● **What you will do**
Please copy exactly the lines from the top of the data through the line containing "pub mod domain;", and nothing else.
--- Provided data Enclosed Below ---
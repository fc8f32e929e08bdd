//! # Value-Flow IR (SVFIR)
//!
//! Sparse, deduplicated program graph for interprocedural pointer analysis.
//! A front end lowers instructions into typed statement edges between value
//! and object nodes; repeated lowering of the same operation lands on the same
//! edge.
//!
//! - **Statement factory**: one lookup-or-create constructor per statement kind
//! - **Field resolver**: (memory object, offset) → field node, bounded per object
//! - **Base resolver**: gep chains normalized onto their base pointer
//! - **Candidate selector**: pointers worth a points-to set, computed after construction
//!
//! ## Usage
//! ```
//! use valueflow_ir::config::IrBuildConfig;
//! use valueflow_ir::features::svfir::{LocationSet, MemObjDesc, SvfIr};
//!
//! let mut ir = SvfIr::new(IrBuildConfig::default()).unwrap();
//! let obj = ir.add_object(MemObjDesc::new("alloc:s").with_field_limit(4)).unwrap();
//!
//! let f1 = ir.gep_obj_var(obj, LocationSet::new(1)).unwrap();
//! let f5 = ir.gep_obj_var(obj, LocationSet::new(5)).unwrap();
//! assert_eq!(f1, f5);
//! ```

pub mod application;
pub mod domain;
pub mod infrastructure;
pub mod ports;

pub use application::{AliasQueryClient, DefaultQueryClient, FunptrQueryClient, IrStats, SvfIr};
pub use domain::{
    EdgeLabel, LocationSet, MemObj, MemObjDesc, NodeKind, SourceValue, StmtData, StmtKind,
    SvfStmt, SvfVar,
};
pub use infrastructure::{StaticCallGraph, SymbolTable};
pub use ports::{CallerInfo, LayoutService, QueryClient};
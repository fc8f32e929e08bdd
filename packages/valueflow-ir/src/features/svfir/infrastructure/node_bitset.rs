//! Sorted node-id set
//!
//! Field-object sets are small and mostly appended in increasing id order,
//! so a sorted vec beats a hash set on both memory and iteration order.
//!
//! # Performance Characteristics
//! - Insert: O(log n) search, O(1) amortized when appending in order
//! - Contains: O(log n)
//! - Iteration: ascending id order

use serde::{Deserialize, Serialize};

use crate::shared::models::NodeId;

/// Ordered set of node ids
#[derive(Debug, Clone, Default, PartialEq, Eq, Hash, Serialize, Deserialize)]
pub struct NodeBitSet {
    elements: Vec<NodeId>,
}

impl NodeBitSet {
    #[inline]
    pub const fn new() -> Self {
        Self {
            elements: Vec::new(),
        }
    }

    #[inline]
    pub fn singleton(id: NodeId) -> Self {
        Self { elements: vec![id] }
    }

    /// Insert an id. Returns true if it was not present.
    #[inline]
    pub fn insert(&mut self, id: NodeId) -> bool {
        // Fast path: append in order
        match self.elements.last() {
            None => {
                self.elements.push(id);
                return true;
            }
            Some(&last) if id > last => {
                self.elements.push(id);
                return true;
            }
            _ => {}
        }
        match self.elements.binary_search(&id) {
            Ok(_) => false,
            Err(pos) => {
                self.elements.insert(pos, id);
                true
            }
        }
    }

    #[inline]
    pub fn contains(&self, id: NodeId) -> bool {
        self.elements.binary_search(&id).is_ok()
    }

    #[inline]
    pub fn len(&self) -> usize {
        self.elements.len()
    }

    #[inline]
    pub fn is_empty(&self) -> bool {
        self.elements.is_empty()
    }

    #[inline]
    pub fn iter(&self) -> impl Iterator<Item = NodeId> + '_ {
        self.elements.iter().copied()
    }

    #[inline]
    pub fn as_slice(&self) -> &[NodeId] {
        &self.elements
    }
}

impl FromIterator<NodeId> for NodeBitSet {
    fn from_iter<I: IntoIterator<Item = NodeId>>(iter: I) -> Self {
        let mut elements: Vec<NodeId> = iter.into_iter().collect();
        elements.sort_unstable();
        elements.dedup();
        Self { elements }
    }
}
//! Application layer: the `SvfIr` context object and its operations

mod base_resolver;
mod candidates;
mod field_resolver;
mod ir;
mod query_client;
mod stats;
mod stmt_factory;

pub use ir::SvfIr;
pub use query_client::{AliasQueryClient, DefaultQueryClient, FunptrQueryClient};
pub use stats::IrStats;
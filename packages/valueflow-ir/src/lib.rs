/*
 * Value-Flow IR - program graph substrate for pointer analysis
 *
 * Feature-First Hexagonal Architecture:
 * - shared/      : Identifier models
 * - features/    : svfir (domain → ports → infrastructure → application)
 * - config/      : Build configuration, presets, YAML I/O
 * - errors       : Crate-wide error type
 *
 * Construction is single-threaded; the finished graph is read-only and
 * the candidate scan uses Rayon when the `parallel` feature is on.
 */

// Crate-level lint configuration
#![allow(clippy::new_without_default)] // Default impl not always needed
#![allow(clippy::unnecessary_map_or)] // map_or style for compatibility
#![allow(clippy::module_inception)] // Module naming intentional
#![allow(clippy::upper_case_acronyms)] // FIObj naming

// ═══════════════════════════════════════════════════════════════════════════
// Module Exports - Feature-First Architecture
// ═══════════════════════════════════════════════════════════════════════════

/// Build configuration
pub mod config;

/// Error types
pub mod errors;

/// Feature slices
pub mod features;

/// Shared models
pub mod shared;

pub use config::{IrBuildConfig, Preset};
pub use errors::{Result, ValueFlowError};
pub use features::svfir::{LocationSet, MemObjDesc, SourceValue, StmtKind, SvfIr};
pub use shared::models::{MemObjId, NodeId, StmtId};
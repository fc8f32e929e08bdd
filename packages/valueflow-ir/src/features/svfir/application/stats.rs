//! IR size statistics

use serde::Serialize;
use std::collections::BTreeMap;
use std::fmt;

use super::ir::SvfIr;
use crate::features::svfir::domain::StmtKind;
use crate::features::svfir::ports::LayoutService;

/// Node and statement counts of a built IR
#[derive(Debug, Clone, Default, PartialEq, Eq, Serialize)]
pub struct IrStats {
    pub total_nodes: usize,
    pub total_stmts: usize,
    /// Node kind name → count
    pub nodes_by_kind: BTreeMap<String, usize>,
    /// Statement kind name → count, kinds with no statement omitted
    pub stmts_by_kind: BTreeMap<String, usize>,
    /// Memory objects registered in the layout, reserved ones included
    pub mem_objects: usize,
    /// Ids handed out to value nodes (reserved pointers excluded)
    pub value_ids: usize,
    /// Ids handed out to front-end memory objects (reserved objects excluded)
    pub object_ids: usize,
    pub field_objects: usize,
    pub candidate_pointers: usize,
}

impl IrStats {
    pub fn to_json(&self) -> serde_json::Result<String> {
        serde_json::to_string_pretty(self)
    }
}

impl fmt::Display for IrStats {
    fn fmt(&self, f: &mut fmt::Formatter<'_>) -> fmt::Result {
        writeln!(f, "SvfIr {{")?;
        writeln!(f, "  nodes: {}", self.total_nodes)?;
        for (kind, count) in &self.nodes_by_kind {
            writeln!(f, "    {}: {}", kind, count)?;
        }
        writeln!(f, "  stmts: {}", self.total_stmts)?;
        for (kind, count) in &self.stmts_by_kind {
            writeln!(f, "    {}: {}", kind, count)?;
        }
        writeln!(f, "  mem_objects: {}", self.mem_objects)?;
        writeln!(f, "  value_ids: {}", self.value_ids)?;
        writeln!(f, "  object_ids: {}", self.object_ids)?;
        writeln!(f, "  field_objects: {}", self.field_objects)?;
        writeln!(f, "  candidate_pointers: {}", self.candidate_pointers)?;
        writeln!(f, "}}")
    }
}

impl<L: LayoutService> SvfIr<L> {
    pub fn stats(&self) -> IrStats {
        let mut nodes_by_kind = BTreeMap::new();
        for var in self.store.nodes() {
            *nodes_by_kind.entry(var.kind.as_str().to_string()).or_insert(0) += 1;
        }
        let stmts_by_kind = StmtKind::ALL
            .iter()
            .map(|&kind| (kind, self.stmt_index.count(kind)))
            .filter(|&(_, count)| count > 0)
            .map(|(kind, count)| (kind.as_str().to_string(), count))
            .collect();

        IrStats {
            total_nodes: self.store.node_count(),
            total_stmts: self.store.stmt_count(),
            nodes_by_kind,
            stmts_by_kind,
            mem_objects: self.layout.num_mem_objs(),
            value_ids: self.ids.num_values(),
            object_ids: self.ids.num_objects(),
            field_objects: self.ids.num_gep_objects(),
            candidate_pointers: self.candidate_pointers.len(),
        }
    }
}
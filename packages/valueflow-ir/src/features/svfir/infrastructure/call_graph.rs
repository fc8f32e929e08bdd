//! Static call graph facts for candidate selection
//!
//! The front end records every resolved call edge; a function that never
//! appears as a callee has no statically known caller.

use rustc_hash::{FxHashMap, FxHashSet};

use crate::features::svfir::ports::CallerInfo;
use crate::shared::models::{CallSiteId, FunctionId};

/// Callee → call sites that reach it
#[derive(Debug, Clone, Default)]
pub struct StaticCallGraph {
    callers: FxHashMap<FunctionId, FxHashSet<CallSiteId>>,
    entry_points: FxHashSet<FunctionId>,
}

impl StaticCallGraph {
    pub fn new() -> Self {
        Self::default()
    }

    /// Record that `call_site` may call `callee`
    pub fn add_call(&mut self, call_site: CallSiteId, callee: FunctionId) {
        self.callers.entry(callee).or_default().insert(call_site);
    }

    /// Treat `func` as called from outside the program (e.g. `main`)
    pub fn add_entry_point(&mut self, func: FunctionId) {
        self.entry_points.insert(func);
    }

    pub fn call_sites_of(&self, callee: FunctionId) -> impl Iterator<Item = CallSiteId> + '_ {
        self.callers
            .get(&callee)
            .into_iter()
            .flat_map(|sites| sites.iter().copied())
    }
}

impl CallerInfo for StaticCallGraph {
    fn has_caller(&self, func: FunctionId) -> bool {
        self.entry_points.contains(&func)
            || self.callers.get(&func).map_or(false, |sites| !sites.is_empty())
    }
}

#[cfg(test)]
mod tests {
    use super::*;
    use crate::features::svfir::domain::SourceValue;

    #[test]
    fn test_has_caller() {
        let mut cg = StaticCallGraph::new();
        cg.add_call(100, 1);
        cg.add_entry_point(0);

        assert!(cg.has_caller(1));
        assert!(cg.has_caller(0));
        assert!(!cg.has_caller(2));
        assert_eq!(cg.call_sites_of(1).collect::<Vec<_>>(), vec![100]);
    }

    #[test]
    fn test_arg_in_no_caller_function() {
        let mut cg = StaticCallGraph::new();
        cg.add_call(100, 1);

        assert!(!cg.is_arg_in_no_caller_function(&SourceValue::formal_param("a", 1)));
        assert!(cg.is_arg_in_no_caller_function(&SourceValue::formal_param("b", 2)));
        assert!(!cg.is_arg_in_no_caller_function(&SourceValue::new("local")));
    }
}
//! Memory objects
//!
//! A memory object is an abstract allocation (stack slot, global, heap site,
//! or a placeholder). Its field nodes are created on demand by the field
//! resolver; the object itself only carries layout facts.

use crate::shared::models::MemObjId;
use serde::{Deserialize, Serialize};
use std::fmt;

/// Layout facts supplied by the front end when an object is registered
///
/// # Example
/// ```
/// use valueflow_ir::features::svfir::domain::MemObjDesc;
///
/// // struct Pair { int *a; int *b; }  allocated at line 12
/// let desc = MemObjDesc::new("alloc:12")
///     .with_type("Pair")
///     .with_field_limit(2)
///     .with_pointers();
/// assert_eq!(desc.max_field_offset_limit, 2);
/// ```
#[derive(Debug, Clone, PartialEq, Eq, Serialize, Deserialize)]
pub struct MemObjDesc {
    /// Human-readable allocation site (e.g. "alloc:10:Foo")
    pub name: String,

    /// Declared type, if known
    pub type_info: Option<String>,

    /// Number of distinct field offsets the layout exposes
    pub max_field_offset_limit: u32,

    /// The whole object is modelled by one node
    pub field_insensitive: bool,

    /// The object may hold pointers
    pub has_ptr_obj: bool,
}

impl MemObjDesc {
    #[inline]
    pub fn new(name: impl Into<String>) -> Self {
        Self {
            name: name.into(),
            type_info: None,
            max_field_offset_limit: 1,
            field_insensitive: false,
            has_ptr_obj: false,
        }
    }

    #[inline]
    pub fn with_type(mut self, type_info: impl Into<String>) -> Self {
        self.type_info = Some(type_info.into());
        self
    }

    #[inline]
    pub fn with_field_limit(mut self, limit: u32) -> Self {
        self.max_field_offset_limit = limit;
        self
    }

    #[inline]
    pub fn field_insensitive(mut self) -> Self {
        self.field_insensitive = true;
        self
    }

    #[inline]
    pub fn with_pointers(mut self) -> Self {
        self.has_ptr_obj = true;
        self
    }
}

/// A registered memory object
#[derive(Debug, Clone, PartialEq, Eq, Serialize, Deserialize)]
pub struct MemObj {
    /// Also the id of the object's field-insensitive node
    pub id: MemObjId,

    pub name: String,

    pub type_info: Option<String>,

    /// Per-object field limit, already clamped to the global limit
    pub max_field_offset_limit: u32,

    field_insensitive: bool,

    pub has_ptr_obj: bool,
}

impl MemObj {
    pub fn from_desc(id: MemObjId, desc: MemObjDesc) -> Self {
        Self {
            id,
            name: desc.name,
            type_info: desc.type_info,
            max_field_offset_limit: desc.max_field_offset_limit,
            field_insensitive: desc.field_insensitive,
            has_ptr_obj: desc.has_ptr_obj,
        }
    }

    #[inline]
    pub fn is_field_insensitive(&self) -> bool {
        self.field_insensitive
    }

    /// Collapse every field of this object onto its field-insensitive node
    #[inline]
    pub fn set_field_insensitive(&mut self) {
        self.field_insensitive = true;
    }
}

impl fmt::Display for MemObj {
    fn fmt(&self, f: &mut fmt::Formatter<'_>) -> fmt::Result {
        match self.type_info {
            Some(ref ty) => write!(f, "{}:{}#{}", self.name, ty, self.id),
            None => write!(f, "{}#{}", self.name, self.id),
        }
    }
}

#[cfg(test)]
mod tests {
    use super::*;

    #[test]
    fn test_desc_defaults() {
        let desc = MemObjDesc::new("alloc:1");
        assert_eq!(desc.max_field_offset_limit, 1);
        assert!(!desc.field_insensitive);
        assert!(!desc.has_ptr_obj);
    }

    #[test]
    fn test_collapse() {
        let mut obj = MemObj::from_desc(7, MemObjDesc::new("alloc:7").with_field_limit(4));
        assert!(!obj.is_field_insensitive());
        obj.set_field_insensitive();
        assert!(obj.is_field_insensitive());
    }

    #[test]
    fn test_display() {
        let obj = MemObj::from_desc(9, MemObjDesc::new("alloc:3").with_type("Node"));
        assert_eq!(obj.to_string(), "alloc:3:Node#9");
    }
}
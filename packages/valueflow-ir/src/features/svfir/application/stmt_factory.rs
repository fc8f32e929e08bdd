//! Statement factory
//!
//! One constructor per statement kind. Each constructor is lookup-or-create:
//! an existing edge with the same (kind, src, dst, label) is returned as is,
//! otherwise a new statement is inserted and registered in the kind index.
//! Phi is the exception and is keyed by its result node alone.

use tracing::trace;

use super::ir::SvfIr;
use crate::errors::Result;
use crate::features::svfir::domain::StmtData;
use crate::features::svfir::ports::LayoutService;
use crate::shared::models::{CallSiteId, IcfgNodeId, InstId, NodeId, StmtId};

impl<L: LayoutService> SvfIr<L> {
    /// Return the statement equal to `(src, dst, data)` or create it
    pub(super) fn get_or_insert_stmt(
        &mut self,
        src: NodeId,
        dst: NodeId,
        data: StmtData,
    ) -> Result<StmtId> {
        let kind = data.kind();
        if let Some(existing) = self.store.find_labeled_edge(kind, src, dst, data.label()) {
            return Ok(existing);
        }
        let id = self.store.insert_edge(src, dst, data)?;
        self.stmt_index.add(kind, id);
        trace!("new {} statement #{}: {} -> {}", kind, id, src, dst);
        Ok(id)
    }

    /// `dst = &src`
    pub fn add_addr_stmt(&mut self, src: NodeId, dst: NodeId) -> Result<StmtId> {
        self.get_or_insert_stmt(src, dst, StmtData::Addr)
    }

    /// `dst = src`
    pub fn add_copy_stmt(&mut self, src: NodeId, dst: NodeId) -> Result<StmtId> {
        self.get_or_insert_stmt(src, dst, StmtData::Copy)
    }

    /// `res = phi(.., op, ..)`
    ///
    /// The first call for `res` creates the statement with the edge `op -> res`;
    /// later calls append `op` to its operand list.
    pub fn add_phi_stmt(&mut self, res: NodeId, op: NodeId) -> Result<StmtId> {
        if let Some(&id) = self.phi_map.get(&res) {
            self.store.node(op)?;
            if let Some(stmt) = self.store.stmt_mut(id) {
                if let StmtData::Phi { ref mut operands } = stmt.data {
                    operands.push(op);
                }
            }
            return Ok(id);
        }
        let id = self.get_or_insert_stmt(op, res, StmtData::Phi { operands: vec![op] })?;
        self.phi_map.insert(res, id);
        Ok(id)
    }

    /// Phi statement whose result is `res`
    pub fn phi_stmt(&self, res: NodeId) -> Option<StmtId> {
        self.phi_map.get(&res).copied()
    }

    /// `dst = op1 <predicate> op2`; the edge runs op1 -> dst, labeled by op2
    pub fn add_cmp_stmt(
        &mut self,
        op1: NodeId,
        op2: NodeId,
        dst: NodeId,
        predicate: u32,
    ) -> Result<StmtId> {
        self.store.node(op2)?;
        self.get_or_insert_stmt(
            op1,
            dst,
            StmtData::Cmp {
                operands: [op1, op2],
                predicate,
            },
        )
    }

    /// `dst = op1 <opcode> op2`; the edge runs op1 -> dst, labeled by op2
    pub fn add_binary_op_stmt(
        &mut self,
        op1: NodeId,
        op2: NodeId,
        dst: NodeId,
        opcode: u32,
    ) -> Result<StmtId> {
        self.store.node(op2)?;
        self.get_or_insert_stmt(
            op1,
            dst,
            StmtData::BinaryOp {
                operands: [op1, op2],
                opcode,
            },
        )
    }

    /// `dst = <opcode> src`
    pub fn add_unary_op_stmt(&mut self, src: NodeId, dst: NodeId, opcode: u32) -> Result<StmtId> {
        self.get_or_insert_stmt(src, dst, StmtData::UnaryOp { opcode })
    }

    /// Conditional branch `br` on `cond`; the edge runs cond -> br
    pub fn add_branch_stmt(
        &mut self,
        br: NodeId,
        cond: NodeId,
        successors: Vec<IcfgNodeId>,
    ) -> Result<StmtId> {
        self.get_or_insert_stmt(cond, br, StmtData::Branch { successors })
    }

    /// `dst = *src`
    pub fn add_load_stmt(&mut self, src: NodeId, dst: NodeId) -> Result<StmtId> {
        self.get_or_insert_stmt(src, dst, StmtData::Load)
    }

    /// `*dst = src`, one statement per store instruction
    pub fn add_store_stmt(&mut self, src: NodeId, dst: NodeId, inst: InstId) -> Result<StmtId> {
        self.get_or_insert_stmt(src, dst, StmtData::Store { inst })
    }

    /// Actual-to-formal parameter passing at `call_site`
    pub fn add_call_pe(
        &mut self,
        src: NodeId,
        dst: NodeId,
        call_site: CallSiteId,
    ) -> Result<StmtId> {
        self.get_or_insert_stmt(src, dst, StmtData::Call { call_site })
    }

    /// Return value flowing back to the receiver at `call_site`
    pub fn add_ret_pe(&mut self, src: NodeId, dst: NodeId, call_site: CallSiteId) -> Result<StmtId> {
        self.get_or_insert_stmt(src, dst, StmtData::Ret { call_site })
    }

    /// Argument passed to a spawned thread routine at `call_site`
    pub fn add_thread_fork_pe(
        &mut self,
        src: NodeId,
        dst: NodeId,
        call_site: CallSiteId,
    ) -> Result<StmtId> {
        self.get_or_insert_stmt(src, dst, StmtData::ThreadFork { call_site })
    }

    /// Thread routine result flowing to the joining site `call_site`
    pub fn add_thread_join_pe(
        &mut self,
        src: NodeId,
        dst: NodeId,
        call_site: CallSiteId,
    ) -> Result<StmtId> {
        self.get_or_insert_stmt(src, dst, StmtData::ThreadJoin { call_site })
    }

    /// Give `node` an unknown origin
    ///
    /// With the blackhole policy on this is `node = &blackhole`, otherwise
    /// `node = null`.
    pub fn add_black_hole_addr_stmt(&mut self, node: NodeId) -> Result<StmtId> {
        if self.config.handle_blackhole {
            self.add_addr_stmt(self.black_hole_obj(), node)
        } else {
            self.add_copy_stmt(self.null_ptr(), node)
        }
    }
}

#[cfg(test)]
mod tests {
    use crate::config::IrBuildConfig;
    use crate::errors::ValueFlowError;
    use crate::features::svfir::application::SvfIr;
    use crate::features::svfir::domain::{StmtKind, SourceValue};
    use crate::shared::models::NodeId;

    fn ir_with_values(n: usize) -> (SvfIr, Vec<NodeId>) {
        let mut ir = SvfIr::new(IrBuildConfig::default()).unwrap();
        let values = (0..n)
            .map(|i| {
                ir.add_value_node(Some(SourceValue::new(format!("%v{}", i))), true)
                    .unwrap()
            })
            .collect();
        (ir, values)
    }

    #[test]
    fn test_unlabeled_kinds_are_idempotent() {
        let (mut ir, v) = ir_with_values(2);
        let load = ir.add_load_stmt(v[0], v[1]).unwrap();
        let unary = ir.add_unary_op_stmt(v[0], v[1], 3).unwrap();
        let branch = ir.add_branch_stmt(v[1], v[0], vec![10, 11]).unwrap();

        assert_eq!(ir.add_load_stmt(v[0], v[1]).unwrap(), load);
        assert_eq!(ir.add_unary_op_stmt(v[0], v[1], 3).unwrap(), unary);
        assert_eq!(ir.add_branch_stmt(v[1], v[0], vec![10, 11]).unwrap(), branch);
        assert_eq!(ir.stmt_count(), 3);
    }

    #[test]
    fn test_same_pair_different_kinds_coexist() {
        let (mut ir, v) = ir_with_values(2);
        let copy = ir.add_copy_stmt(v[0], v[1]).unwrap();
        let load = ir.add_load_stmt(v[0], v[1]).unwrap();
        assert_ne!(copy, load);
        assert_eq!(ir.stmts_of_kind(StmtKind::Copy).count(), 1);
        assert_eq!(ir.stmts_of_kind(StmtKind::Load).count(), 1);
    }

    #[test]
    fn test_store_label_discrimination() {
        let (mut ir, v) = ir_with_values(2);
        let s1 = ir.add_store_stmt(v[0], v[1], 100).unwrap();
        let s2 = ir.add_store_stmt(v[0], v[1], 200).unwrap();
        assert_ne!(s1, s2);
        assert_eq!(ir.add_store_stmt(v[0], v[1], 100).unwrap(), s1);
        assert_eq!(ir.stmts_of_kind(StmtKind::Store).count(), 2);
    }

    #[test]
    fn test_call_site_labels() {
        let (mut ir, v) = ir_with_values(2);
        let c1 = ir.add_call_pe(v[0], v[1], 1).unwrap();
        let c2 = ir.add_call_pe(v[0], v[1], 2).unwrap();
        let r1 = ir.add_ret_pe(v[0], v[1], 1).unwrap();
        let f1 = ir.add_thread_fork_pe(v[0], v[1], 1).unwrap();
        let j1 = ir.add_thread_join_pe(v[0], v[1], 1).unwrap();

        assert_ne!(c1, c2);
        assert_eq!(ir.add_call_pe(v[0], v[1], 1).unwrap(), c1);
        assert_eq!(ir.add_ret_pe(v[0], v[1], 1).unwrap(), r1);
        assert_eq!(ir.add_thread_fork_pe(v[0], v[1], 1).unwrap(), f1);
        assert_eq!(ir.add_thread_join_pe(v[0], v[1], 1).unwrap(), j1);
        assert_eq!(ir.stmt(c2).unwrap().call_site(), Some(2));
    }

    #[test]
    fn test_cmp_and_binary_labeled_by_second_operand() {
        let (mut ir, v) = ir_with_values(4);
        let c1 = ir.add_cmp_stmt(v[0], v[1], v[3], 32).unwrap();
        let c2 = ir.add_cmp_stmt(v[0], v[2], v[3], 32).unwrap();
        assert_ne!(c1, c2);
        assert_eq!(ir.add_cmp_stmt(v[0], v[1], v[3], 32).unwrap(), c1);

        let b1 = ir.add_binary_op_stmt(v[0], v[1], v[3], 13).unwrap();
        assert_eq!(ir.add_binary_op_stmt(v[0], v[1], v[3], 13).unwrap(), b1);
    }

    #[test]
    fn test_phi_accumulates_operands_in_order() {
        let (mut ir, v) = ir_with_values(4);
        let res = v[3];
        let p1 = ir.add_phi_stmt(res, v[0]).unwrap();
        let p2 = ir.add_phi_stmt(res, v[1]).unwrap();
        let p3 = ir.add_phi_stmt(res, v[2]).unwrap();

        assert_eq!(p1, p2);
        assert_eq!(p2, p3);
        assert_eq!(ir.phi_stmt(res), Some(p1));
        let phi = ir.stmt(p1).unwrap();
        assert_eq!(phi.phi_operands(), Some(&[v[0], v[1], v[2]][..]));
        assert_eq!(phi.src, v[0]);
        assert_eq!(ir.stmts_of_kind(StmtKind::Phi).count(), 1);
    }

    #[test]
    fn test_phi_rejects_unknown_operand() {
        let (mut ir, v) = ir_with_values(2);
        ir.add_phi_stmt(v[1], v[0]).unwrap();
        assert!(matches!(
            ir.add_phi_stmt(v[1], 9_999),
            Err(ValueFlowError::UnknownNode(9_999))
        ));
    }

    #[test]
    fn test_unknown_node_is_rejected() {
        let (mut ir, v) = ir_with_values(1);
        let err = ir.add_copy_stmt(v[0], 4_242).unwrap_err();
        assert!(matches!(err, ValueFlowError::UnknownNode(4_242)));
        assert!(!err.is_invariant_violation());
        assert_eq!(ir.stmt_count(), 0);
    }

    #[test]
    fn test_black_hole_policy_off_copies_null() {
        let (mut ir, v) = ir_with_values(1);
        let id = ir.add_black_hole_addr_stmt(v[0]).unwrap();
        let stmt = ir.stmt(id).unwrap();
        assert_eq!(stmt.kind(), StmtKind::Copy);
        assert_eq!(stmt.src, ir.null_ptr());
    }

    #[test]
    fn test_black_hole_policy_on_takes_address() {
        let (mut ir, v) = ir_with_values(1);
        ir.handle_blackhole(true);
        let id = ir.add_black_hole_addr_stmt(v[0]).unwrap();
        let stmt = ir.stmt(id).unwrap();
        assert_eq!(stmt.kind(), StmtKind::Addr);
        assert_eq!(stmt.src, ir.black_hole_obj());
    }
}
--- End of Enclosed Provided data ---
● **Response for this exercise**
repository fc8f32e929e08bdd
//! # Value-Flow IR (SVFIR)
//!
//! Sparse, deduplicated program graph for interprocedural pointer analysis.
//! A front end lowers instructions into typed statement edges between value
//! and object nodes; repeated lowering of the same operation lands on the same
//! edge.
//!
//! - **Statement factory**: one lookup-or-create constructor per statement kind
//! - **Field resolver**: (memory object, offset) → field node, bounded per object
//! - **Base resolver**: gep chains normalized onto their base pointer
//! - **Candidate selector**: pointers worth a points-to set, computed after construction
//!
//! ## Usage
//! ```
//! use valueflow_ir::config::IrBuildConfig;
//! use valueflow_ir::features::svfir::{LocationSet, MemObjDesc, SvfIr};
//!
//! let mut ir = SvfIr::new(IrBuildConfig::default()).unwrap();
//! let obj = ir.add_object(MemObjDesc::new("alloc:s").with_field_limit(4)).unwrap();
//!
//! let f1 = ir.gep_obj_var(obj, LocationSet::new(1)).unwrap();
//! let f5 = ir.gep_obj_var(obj, LocationSet::new(5)).unwrap();
//! assert_eq!(f1, f5);
//! ```

pub mod application;
pub mod domain;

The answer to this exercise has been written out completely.